START Data for this exercise

//! Nelder-Mead simplex minimizer with box bounds.
//!
//! Trial points are clamped into the box; other constraints are expressed
//! by the objective returning `f64::INFINITY`.

#[derive(Debug, Clone, Copy, PartialEq)]
pub struct NelderMeadSettings {
    pub max_iterations: usize,
    /// Stop when the spread of objective values across the simplex is below this.
    pub f_tolerance: f64,
    /// Stop when the simplex diameter is below this.
    pub x_tolerance: f64,
    /// Relative size of the initial simplex steps.
    pub initial_step: f64,
}

impl Default for NelderMeadSettings {
    fn default() -> Self {
        Self {
            max_iterations: 2_000,
            f_tolerance: 1e-10,
            x_tolerance: 1e-8,
            initial_step: 0.05,
        }
    }
}

#[derive(Debug, Clone, PartialEq)]
pub struct Minimum {
    pub x: Vec<f64>,
    pub value: f64,
    pub iterations: usize,
    pub converged: bool,
}

const REFLECTION: f64 = 1.0;
const EXPANSION: f64 = 2.0;
const CONTRACTION: f64 = 0.5;
const SHRINK: f64 = 0.5;

fn clamp(x: &mut [f64], bounds: &[(f64, f64)]) {
    for (xi, &(lo, hi)) in x.iter_mut().zip(bounds) {
        *xi = xi.clamp(lo, hi);
    }
}

/// Affine combination `a + t (b - a)` clamped into the box.
fn along(a: &[f64], b: &[f64], t: f64, bounds: &[(f64, f64)]) -> Vec<f64> {
    let mut out: Vec<f64> = a.iter().zip(b).map(|(ai, bi)| ai + t * (bi - ai)).collect();
    clamp(&mut out, bounds);
    out
}

fn evaluate<F: FnMut(&[f64]) -> f64>(f: &mut F, x: &[f64]) -> f64 {
    let v = f(x);
    if v.is_nan() {
        f64::INFINITY
    } else {
        v
    }
}

/// Minimize `f` from `x0` within `bounds` (one `(low, high)` pair per coordinate).
pub fn nelder_mead<F>(
    mut f: F,
    x0: &[f64],
    bounds: &[(f64, f64)],
    settings: &NelderMeadSettings,
) -> Minimum
where
    F: FnMut(&[f64]) -> f64,
{
    let n = x0.len();
    debug_assert_eq!(n, bounds.len());

    let mut start = x0.to_vec();
    clamp(&mut start, bounds);

    let mut simplex: Vec<Vec<f64>> = Vec::with_capacity(n + 1);
    simplex.push(start.clone());
    for i in 0..n {
        let mut vertex = start.clone();
        let (lo, hi) = bounds[i];
        let step = if vertex[i] != 0.0 {
            settings.initial_step * vertex[i].abs()
        } else {
            settings.initial_step * (hi - lo).max(1e-3)
        };
        // Step inward if the upper bound is in the way.
        vertex[i] = if vertex[i] + step <= hi {
            vertex[i] + step
        } else {
            vertex[i] - step
        };
        clamp(&mut vertex, bounds);
        simplex.push(vertex);
    }
    let mut values: Vec<f64> = simplex.iter().map(|v| evaluate(&mut f, v)).collect();

    let mut iterations = 0;
    let mut converged = false;

    while iterations < settings.max_iterations {
        let mut order: Vec<usize> = (0..=n).collect();
        order.sort_by(|&a, &b| values[a].total_cmp(&values[b]));
        simplex = order.iter().map(|&i| simplex[i].clone()).collect();
        values = order.iter().map(|&i| values[i]).collect();

        let spread = (values[n] - values[0]).abs();
        let diameter = simplex[1..]
            .iter()
            .map(|v| {
                v.iter()
                    .zip(&simplex[0])
                    .map(|(a, b)| (a - b).abs())
                    .fold(0.0, f64::max)
            })
            .fold(0.0, f64::max);
        if (spread.is_finite() && spread <= settings.f_tolerance) || diameter <= settings.x_tolerance
        {
            converged = true;
            break;
        }
        iterations += 1;

        let centroid: Vec<f64> = (0..n)
            .map(|j| simplex[..n].iter().map(|v| v[j]).sum::<f64>() / n as f64)
            .collect();
        let worst = simplex[n].clone();

        let reflected = along(&centroid, &worst, -REFLECTION, bounds);
        let f_reflected = evaluate(&mut f, &reflected);

        if f_reflected < values[0] {
            let expanded = along(&centroid, &worst, -EXPANSION, bounds);
            let f_expanded = evaluate(&mut f, &expanded);
            if f_expanded < f_reflected {
                simplex[n] = expanded;
                values[n] = f_expanded;
            } else {
                simplex[n] = reflected;
                values[n] = f_reflected;
            }
            continue;
        }

        if f_reflected < values[n - 1] {
            simplex[n] = reflected;
            values[n] = f_reflected;
            continue;
        }

        let (contracted, f_contracted) = if f_reflected < values[n] {
            let c = along(&centroid, &reflected, CONTRACTION, bounds);
            let fc = evaluate(&mut f, &c);
            (c, fc)
        } else {
            let c = along(&centroid, &worst, CONTRACTION, bounds);
            let fc = evaluate(&mut f, &c);
            (c, fc)
        };

        if f_contracted < values[n].min(f_reflected) {
            simplex[n] = contracted;
            values[n] = f_contracted;
            continue;
        }

        let best = simplex[0].clone();
        for i in 1..=n {
            simplex[i] = along(&best, &simplex[i], SHRINK, bounds);
            values[i] = evaluate(&mut f, &simplex[i]);
        }
    }

    let (best_idx, _) = values
        .iter()
        .enumerate()
        .min_by(|a, b| a.1.total_cmp(b.1))
        .unwrap_or((0, &values[0]));

    Minimum {
        x: simplex[best_idx].clone(),
        value: values[best_idx],
        iterations,
        converged,
    }
}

END Data for this exercise

Filter the entries above and keep only the lines with the word "collect".

    let mut out: Vec<f64> = a.iter().zip(b).map(|(ai, bi)| ai + t * (bi - ai)).collect();
    let mut values: Vec<f64> = simplex.iter().map(|v| evaluate(&mut f, v)).collect();
        let mut order: Vec<usize> = (0..=n).collect();
        simplex = order.iter().map(|&i| simplex[i].clone()).collect();
        values = order.iter().map(|&i| values[i]).collect();
            .collect();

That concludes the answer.